『たくさんの水をくむためには』
今と違って昔は水を汲むのに桶を使っていました。その桶とは、底板の周りに何枚もの板を組み合わせそれを番線の様なもので縛っていたそうです。
桶に入る水の量はその周りの木の高さで決まります。皆が同じ高さであれば問題はないのですが、もし低い板があれば水はその板の高さにまでしか入らない。と言う話でした。
私が美容ディーラーの営業になったばかりの時にその話をして下さりました。それぞれの板の高さを自分の長所と短所だと。頭が良い、背が高い、情に厚い、しかし時間を守らない。仕事が早い、とてもおしゃれ、知り合いが多い、しかし約束をよく土壇場でキャンセルする。清潔感がある、美容知識が豊富、愚痴をこぼさない、しかしお金にルーズ・・・オーナー様が私に言いたかったことは、長所を伸ばすことも大切だけど低い板を伸ばさないと沢山の水を汲むことは出来ないぞ、と言うことだったと思います。
沢山の塾に通い頭は良いが挨拶のできない子供が多い気が致します。サッカーだけ上手けりゃマナーが悪くても食べ物の好き嫌いが多くても良いと思っている馬鹿な親が増えている気がいたします。言葉が乱暴でした。申し訳ありません。もちろん、サッカーは一例です。我々人間の生き方も美容室の経営も同じとは言いませんが似ていると思います。
8年前に初版された稲盛和夫さんの「生き方」を今更ながらではありますが先月読みました。今後、私の聖書として繰り返し読みたいと思いました。そこにも書かれていましたが、経営者の方々は何故経営をしているのか、人それぞれ違いがあるとは思いますが、人生が終わるまでの間に多くの水を汲むためではないでしょうか。間違いないのはお金だけではないと言うこと。短い板を伸ばす努力をしてこそ、人の痛みや苦しみが解ると思います。まだまだ私自身が低い板だらけですので偉そうなことは言えません。

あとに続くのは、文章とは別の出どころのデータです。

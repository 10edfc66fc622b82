//! Content-addressed cache of the last accepted feed documents.
//!
//! Each feed URL maps to exactly one file:
//! ```text
//! {working_dir}/
//! ├── example.com/
//! │   └── 5d41402abc4b2a76b9719d911017c592
//! └── news.example.org/
//!     └── 7d793037a0760186574b0282f2f435e7
//! ```
//! The file name is the hex MD5 digest of the raw URL string, so the same
//! URL always resolves to the same path, across restarts.

use std::fs;
use std::io::{self, Write};
use std::path::{Path, PathBuf};

use md5::{Digest, Md5};
use tempfile::NamedTempFile;

use crate::Result;

/// Maps feed URLs to cache files under a working directory.
///
/// Path resolution is pure: directories are created lazily by writers.
#[derive(Debug, Clone)]
pub struct CacheStore {
    /// Root directory of the cache.
    working_dir: PathBuf,
}

impl CacheStore {
    /// Create a store rooted at `working_dir`.
    pub fn new(working_dir: impl Into<PathBuf>) -> Self {
        Self {
            working_dir: working_dir.into(),
        }
    }

    /// Root directory of the cache.
    pub fn working_dir(&self) -> &Path {
        &self.working_dir
    }

    /// Resolve the cache file for a URL.
    ///
    /// The host directory is omitted when the URL has no host.
    pub fn path_for(&self, url: &str) -> PathBuf {
        let file_name = Self::digest(url);
        match host_of(url) {
            Some(host) => self.working_dir.join(host).join(file_name),
            None => self.working_dir.join(file_name),
        }
    }

    /// Check if a cache file exists for the URL.
    pub fn exists(&self, url: &str) -> bool {
        self.path_for(url).exists()
    }

    /// Delete the cache file for a URL.
    ///
    /// Returns `true` if the file was deleted, `false` if it didn't exist.
    pub fn delete(&self, url: &str) -> Result<bool> {
        match fs::remove_file(self.path_for(url)) {
            Ok(()) => Ok(true),
            Err(e) if e.kind() == io::ErrorKind::NotFound => Ok(false),
            Err(e) => Err(e.into()),
        }
    }

    /// Hex MD5 digest of the raw URL string.
    fn digest(url: &str) -> String {
        hex::encode(Md5::digest(url.as_bytes()))
    }
}

/// Host name of a URL, if it parses and has one.
pub fn host_of(url: &str) -> Option<String> {
    url::Url::parse(url)
        .ok()
        .and_then(|u| u.host_str().map(str::to_string))
        .filter(|h| !h.is_empty())
}

/// Replace `path` with `content` so readers never see a partial file.
///
/// The content is written to a temporary file in the same directory and
/// renamed over the destination. Parent directories are created as needed.
pub fn write_atomic(path: &Path, content: &[u8]) -> Result<()> {
    let parent = match path.parent() {
        Some(p) if !p.as_os_str().is_empty() => p,
        _ => Path::new("."),
    };
    fs::create_dir_all(parent)?;

    let mut tmp = NamedTempFile::new_in(parent)?;
    tmp.write_all(content)?;
    tmp.as_file().sync_all()?;
    tmp.persist(path).map_err(|e| e.error)?;
    Ok(())
}
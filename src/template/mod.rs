//! Message templates for item notifications.
//!
//! A template is plain text with tags naming item fields:
//!
//! - `{{title}}`, `{{link}}`, `{{description}}`, `{{guid}}`, `{{feed_url}}`, `{{host}}`
//! - `{{#if link}}...{{else}}...{{/if}}` and `{{#unless link}}...{{/unless}}`,
//!   where a field is set when it is not empty
//! - `\{{` for a literal `{{`
//!
//! ```
//! use feedwatch::template::{ItemFields, Template};
//! use feedwatch::FeedItem;
//!
//! let template = Template::parse("{{title}}{{#if link}} <{{link}}>{{/if}}").unwrap();
//! let item = FeedItem::new("1", "Hello").with_link("https://example.com/1");
//! let fields = ItemFields::new(&item, "https://example.com/feed", "example.com");
//!
//! assert_eq!(template.render(&fields).unwrap(), "Hello <https://example.com/1>");
//! ```

mod messages;
mod parser;
mod renderer;

use thiserror::Error;

pub use messages::{MessageTemplates, DEFAULT_TEMPLATE_SOURCE};
pub use renderer::ItemFields;

use parser::Node;

/// Template errors.
#[derive(Error, Debug, PartialEq, Eq)]
pub enum TemplateError {
    /// The template text is malformed.
    #[error("Parse error: {0}")]
    Parse(String),

    /// The template names something an item does not have.
    #[error("Render error: {0}")]
    Render(String),
}

pub type Result<T> = std::result::Result<T, TemplateError>;

/// A parsed message template.
#[derive(Debug, Clone, PartialEq, Eq)]
pub struct Template {
    nodes: Vec<Node>,
}

impl Template {
    pub fn parse(source: &str) -> Result<Self> {
        Ok(Self {
            nodes: parser::parse(source)?,
        })
    }

    /// Render against one item. Fails on a field name no item carries.
    pub fn render(&self, fields: &ItemFields<'_>) -> Result<String> {
        let mut out = String::new();
        renderer::render_into(&self.nodes, fields, &mut out)?;
        Ok(out)
    }
}
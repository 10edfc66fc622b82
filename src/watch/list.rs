//! Watch-list file parsing.

use std::collections::HashSet;
use std::fs;
use std::path::Path;

use crate::error::Result;

/// Read the feed URLs of a watch-list file.
///
/// One URL per line. Surrounding spaces, tabs and line terminators are
/// trimmed, blank lines skipped. Order of first appearance is kept and
/// repeated URLs are dropped.
pub fn read_watch_list(path: &Path) -> Result<Vec<String>> {
    let content = fs::read_to_string(path)?;
    Ok(parse_watch_list(&content))
}

/// Parse watch-list content.
pub fn parse_watch_list(content: &str) -> Vec<String> {
    let mut seen = HashSet::new();

    content
        .lines()
        .map(|line| line.trim_matches(|c: char| matches!(c, ' ' | '\t' | '\r' | '\n')))
        .filter(|line| !line.is_empty())
        .filter(|line| seen.insert(*line))
        .map(str::to_string)
        .collect()
}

しかし、お客様が自分を嫌っても必要とされなくなってもこちらから縁を細くするような行為は取ってはいけないと感じております。何故なら自分の中で低い板を作ることになってしまうからです。
もちろん、ビジネスが正義や正論だけで済まされないことは解っております。自分自身に存在する低い板を伸ばす気があるか、はなから無いか、ここの違いだと思っています。厳しい世の中である現在、策だけで本当に勝てるのでしょうか。 もっともっと人間を磨くことの重要性が今はあるのではないでしょうか。人間を磨くとは、部下や仲間と本気で話し合いお互いがお互いから教育を受けること。繰り返しますが、価値観は多様にあります。私のような考えがごく一部の考え方で偏っていることも承知しております。
ただ、こんな時代だからこそ誤解を恐れず、自分たちの為だけの生き方を堂々と批判したいと思います。共存しようと必死に考える生き方は、きっと低い板を少しづつ高くする生き方だと信じます。

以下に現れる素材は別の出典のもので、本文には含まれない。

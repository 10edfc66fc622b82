//! One fetch, diff and notify cycle for a feed URL.

use tracing::{error, info};

use crate::context::Context;
use crate::fetch::FetchOutcome;

/// How a cycle ended.
#[derive(Debug, Clone, Copy, PartialEq, Eq)]
pub enum CycleOutcome {
    /// First fetch; the base file was created.
    Created,
    /// The candidate carried this many new items, all pushed.
    NewItems(usize),
    /// Nothing new.
    NoChange,
    /// Fetch or diff failed; the base file is untouched.
    Abandoned,
}

/// Run a cycle for `url`, waiting for any cycle already running on it.
pub async fn process(ctx: &Context, url: &str) -> CycleOutcome {
    let _guard = ctx.locks.acquire(url).await;
    run_cycle(ctx, url).await
}

/// Run a cycle for `url`. The caller must hold the URL's cycle lock.
///
/// Failures are logged and never propagated.
pub async fn run_cycle(ctx: &Context, url: &str) -> CycleOutcome {
    let base = ctx.cache.path_for(url);

    let candidate = match ctx.downloader.fetch_with_retry(url, &base).await {
        FetchOutcome::Created => {
            info!("Base file created for {}: {}", url, base.display());
            ctx.dispatcher
                .notify_all(&format!(
                    "New url {} monitored. Base file {}",
                    url,
                    base.display()
                ))
                .await;
            return CycleOutcome::Created;
        }
        FetchOutcome::Candidate(candidate) => candidate,
        FetchOutcome::RateLimited(delay) => {
            error!("Giving up on {}: still rate limited ({:?})", url, delay);
            return CycleOutcome::Abandoned;
        }
        FetchOutcome::Failed(reason) => {
            error!("Error downloading {}: {}", url, reason);
            return CycleOutcome::Abandoned;
        }
    };

    let diff = ctx.diff.clone();
    let feed_url = url.to_string();
    let result = tokio::task::spawn_blocking(move || {
        // The candidate is removed when dropped at the end of this closure.
        diff.diff_and_promote(&feed_url, &base, candidate.path())
    })
    .await;

    let items = match result {
        Ok(Ok(items)) => items,
        Ok(Err(e)) => {
            error!("Error comparing {}: {}", url, e);
            return CycleOutcome::Abandoned;
        }
        Err(e) => {
            error!("Diff task for {} failed: {}", url, e);
            return CycleOutcome::Abandoned;
        }
    };

    if items.is_empty() {
        return CycleOutcome::NoChange;
    }

    info!("Pushing {} new items found in feed {}", items.len(), url);
    for item in &items {
        ctx.dispatcher.notify_item_all(url, item).await;
    }

    CycleOutcome::NewItems(items.len())
}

今年は秋をとばして冬に入った様な気が致します。秋と言えば『紅葉』電車の車内広告で読売新聞の『編集手帳』がとてもいい内容でしたのでご披露いたします。今年も一年本当にお世話になりました。どうぞ年末はご自愛を頂き良い年をお迎えください。
紅葉が美しく色づくには
三つの条件があるという。
昼間の日差し、夜の冷気、そして水分である。
悩みと苦しみ(冷気)に打ちひしがれ、
数かぎりない涙(水分)を流し、
周囲からの温かみ(日差し)に触れて、
人の心も赤く、黄いろく色づく。